→ Dataset:
++++++

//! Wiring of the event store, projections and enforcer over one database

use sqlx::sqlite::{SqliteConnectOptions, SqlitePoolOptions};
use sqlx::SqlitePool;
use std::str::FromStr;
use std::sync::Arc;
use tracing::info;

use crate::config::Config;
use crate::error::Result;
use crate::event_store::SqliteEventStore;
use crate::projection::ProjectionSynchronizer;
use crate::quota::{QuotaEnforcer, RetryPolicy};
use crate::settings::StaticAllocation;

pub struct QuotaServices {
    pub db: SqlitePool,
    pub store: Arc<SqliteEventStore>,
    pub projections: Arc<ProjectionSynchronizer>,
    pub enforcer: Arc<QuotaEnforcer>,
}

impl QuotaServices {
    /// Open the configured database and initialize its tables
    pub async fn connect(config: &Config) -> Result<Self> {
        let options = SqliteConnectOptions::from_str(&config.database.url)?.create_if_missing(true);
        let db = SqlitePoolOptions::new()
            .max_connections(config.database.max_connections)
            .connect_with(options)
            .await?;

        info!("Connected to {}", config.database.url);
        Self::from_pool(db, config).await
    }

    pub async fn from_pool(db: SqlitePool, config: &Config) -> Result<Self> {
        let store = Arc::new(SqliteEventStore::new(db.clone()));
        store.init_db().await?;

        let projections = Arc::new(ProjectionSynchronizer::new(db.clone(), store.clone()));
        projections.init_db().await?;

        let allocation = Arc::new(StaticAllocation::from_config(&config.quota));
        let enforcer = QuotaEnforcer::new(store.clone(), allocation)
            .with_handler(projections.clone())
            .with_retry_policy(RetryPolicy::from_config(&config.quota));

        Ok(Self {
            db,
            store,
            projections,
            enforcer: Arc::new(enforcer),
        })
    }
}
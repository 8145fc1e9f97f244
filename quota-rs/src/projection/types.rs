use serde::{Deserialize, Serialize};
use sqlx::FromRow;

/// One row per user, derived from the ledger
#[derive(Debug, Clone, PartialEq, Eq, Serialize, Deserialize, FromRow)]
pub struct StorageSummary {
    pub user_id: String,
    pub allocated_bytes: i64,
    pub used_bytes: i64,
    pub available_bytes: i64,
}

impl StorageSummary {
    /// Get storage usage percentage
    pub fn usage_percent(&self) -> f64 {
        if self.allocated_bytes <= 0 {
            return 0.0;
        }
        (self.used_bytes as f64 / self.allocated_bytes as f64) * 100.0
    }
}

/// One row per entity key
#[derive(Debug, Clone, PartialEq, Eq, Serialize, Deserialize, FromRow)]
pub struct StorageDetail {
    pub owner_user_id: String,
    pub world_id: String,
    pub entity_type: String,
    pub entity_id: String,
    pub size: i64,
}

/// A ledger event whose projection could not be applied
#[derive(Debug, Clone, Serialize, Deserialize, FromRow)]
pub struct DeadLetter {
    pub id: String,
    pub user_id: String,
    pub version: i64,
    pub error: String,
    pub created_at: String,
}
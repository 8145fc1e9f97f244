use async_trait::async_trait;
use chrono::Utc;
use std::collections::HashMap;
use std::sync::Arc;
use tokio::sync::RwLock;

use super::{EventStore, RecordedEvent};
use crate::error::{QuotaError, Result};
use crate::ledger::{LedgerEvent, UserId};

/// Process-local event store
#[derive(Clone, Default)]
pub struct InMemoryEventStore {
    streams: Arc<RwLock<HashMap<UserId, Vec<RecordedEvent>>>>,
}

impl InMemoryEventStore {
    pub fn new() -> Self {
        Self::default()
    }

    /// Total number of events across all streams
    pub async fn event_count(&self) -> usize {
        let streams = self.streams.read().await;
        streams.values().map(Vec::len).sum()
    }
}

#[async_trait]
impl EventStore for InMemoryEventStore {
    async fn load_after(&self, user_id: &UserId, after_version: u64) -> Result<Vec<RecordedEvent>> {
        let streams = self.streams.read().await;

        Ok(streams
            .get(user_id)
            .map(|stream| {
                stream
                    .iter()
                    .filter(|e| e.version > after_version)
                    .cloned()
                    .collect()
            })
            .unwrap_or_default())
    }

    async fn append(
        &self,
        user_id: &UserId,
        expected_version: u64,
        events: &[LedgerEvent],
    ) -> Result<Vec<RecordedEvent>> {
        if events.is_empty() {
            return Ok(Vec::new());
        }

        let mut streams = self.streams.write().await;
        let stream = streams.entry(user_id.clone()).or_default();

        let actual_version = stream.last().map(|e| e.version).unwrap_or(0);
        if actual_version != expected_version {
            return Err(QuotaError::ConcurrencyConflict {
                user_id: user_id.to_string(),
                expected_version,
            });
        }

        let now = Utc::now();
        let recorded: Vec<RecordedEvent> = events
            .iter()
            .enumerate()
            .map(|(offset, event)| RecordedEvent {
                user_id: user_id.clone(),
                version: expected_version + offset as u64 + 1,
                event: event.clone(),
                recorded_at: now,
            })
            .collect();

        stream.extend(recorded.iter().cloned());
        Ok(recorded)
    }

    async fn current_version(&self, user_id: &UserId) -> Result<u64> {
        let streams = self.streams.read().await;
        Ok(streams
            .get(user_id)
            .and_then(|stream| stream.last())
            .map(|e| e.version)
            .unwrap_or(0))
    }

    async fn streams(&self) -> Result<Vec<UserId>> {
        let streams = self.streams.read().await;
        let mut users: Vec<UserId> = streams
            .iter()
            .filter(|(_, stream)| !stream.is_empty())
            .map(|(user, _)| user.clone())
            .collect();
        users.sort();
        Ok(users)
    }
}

++++++

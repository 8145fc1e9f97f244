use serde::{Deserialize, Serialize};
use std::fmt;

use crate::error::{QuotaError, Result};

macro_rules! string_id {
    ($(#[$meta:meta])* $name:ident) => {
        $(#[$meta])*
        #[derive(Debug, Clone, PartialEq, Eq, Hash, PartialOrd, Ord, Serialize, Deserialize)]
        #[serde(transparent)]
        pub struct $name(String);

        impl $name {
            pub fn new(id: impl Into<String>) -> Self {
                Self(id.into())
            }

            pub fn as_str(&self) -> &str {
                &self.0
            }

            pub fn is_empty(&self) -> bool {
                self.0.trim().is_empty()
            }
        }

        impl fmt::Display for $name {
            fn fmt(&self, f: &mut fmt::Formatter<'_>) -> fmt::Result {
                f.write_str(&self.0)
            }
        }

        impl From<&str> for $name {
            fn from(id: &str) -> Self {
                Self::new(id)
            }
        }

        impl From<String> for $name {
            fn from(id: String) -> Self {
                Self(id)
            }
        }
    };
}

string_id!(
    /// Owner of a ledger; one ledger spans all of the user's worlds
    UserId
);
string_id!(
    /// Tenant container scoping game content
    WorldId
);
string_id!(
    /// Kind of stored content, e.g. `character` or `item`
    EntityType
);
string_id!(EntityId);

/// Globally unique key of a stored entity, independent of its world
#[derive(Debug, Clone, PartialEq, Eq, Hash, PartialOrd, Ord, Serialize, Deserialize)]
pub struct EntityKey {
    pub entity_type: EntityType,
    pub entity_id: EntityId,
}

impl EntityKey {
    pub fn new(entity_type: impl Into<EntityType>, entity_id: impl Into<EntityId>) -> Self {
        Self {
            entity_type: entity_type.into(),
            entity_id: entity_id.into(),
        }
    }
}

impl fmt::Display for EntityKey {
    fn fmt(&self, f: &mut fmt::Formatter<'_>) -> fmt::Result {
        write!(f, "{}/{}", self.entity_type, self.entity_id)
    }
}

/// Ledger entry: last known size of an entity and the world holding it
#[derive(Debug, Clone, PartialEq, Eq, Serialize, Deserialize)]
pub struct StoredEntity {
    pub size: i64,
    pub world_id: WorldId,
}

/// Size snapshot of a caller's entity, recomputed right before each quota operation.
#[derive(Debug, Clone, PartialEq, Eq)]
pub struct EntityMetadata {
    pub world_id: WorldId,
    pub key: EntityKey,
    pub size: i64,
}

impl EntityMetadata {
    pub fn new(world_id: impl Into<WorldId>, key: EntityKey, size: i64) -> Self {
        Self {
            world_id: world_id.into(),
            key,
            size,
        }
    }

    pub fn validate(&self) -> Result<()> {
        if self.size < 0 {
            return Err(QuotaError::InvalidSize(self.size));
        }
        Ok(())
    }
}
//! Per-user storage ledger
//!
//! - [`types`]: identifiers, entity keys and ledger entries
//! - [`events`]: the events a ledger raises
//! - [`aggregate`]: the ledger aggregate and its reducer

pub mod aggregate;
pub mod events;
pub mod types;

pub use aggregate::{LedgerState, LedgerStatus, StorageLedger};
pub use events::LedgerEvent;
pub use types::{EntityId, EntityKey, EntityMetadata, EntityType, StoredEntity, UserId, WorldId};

++++++

→ What needs to be done: Respond with nothing but the number of lines in the entries that contain the string "users".

→ Task response: 3